▸ MATERIAL TO PROCESS:
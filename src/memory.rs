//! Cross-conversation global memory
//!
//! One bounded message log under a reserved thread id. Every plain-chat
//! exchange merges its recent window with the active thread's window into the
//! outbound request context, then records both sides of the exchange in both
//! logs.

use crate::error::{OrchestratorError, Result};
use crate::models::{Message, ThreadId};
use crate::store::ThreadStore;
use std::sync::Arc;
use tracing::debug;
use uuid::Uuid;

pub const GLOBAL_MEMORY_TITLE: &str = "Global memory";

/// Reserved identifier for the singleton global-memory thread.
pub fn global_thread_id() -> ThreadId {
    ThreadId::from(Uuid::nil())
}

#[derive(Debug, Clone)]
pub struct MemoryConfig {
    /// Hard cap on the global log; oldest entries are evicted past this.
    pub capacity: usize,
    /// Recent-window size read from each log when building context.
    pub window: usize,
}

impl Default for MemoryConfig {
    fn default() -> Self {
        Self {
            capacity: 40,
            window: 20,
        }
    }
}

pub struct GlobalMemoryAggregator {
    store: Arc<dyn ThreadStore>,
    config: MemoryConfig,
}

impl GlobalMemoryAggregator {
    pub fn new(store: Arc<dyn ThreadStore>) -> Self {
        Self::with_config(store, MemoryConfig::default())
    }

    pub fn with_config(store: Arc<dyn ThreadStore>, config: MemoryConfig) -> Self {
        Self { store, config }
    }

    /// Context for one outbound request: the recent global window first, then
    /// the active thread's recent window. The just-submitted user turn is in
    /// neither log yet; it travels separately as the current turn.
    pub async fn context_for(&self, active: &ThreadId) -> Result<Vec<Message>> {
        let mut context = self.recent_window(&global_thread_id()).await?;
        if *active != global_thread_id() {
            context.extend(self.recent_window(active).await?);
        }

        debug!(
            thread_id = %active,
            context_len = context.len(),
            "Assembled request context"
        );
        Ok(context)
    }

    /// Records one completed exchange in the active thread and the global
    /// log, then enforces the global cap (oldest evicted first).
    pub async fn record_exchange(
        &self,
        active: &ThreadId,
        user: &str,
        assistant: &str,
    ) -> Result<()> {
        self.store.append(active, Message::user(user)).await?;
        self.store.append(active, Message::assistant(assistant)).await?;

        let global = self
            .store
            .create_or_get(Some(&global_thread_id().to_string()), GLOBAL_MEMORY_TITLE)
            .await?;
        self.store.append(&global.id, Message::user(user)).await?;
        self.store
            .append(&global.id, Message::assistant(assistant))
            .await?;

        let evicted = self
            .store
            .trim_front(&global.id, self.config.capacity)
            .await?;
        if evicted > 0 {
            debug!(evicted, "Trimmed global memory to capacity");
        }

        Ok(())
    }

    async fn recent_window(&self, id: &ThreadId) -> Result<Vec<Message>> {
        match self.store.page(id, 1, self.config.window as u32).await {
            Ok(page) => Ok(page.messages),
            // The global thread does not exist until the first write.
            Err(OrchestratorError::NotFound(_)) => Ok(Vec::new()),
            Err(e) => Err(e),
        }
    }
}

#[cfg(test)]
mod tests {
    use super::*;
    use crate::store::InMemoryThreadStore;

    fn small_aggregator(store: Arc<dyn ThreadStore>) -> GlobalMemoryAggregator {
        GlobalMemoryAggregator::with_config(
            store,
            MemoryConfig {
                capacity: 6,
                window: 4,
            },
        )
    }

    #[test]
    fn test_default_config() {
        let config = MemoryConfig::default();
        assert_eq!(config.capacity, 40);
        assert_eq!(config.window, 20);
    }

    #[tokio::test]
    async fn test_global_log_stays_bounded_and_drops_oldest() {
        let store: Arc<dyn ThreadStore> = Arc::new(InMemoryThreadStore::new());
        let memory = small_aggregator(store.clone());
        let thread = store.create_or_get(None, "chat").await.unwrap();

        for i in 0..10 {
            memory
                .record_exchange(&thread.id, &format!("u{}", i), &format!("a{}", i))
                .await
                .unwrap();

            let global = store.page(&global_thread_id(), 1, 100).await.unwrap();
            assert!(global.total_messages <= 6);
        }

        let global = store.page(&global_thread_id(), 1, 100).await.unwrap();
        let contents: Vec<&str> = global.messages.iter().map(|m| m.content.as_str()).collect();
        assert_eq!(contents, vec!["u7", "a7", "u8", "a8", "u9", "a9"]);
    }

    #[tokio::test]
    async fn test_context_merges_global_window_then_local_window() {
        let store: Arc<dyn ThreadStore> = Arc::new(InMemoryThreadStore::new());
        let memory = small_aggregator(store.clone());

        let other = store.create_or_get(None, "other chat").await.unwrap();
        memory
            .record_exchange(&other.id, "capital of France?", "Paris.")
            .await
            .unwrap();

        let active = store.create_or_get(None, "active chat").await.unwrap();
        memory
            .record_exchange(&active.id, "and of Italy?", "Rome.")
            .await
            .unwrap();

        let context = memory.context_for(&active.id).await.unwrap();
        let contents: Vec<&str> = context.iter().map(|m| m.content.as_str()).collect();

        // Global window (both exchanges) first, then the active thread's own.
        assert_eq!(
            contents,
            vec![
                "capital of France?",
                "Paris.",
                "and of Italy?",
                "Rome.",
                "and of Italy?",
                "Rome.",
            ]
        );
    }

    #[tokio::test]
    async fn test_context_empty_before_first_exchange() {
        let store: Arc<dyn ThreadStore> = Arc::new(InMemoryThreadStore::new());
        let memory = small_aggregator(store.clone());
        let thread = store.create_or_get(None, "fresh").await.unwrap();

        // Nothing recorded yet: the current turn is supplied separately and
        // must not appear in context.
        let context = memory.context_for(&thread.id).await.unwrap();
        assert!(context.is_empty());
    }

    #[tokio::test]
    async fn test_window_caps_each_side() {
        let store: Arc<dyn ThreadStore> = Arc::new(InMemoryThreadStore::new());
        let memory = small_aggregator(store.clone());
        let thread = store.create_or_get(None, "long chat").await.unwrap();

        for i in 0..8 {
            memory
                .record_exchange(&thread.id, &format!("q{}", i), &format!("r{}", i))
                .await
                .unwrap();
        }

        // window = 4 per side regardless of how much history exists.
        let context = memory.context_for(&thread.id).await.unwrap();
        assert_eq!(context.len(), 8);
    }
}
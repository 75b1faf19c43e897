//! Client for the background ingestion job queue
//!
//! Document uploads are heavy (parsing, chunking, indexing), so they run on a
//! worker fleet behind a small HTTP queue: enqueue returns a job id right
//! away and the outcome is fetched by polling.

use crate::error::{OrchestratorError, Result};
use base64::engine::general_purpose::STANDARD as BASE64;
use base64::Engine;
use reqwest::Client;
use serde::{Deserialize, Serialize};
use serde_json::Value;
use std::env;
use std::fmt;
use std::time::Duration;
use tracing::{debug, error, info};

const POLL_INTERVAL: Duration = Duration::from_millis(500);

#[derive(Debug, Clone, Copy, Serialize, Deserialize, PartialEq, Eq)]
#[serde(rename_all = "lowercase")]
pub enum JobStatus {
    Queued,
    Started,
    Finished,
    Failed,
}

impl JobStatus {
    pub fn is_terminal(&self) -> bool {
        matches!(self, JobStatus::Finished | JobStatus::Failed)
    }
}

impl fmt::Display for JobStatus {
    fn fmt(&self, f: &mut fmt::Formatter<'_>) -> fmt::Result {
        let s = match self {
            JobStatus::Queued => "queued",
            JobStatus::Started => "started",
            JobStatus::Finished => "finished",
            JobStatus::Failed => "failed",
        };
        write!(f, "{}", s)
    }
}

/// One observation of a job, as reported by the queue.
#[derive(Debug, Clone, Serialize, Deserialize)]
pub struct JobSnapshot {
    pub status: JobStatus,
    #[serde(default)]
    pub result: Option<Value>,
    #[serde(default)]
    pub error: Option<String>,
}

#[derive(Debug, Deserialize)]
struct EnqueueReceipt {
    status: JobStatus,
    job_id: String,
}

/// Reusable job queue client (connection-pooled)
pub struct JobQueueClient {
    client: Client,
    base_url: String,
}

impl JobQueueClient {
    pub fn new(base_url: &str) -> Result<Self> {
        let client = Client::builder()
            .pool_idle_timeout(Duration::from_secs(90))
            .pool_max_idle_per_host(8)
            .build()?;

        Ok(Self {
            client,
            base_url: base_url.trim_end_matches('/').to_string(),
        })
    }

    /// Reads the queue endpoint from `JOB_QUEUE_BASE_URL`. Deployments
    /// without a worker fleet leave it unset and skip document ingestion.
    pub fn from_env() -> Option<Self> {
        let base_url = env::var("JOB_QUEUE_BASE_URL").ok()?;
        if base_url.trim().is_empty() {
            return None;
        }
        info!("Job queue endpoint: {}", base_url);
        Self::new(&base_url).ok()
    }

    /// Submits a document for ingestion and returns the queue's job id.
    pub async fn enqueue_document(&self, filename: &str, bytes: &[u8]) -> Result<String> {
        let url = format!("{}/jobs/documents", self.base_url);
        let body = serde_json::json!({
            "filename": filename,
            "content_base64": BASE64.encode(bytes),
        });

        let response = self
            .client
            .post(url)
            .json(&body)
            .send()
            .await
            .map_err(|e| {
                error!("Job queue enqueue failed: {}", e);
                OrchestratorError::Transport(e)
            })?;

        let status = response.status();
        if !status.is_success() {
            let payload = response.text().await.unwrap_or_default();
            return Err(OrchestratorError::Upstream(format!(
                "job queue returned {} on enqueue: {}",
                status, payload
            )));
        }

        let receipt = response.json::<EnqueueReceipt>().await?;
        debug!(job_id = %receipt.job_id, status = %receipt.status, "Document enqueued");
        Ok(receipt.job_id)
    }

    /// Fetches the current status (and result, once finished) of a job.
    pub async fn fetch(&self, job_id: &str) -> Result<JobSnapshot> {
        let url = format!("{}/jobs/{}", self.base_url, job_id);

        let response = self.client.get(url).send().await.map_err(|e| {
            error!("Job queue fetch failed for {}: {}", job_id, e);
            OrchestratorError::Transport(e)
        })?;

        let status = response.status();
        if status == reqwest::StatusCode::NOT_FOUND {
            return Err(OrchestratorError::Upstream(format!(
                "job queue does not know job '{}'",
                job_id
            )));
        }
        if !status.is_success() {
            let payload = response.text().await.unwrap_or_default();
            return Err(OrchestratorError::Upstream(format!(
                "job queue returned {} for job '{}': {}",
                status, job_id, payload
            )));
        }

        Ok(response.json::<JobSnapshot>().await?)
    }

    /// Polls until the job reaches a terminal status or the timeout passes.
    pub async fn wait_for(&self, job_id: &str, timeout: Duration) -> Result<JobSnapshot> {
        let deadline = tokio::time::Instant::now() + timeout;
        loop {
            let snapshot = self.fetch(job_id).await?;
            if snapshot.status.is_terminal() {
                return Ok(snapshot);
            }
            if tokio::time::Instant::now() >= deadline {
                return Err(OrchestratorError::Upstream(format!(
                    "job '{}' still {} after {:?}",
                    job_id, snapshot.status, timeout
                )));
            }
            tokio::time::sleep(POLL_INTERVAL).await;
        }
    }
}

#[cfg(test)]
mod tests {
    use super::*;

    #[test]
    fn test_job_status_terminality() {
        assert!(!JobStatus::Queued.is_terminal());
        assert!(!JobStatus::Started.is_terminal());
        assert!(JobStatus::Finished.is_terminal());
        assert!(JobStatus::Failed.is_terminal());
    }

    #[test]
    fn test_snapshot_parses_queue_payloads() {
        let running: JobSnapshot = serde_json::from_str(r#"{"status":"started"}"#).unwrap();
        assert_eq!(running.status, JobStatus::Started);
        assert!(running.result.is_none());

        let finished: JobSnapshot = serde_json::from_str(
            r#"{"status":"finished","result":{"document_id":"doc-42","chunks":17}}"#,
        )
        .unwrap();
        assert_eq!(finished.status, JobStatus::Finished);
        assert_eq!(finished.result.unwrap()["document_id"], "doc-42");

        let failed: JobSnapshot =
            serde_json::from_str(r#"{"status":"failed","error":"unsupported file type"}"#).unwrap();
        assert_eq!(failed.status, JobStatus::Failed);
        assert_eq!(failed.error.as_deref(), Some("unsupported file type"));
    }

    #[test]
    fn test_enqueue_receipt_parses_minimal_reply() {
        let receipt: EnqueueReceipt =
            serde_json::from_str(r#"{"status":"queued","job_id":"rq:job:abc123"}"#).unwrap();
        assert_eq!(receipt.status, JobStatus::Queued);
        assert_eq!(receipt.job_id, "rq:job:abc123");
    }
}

▸ WHAT THE EXERCISE ASKS:
Copy out the lines of the data where the string "assistant" occurs.

▸ WRITTEN ANSWER:
        assistant: &str,
        self.store.append(active, Message::assistant(assistant)).await?;
            .append(&global.id, Message::assistant(assistant))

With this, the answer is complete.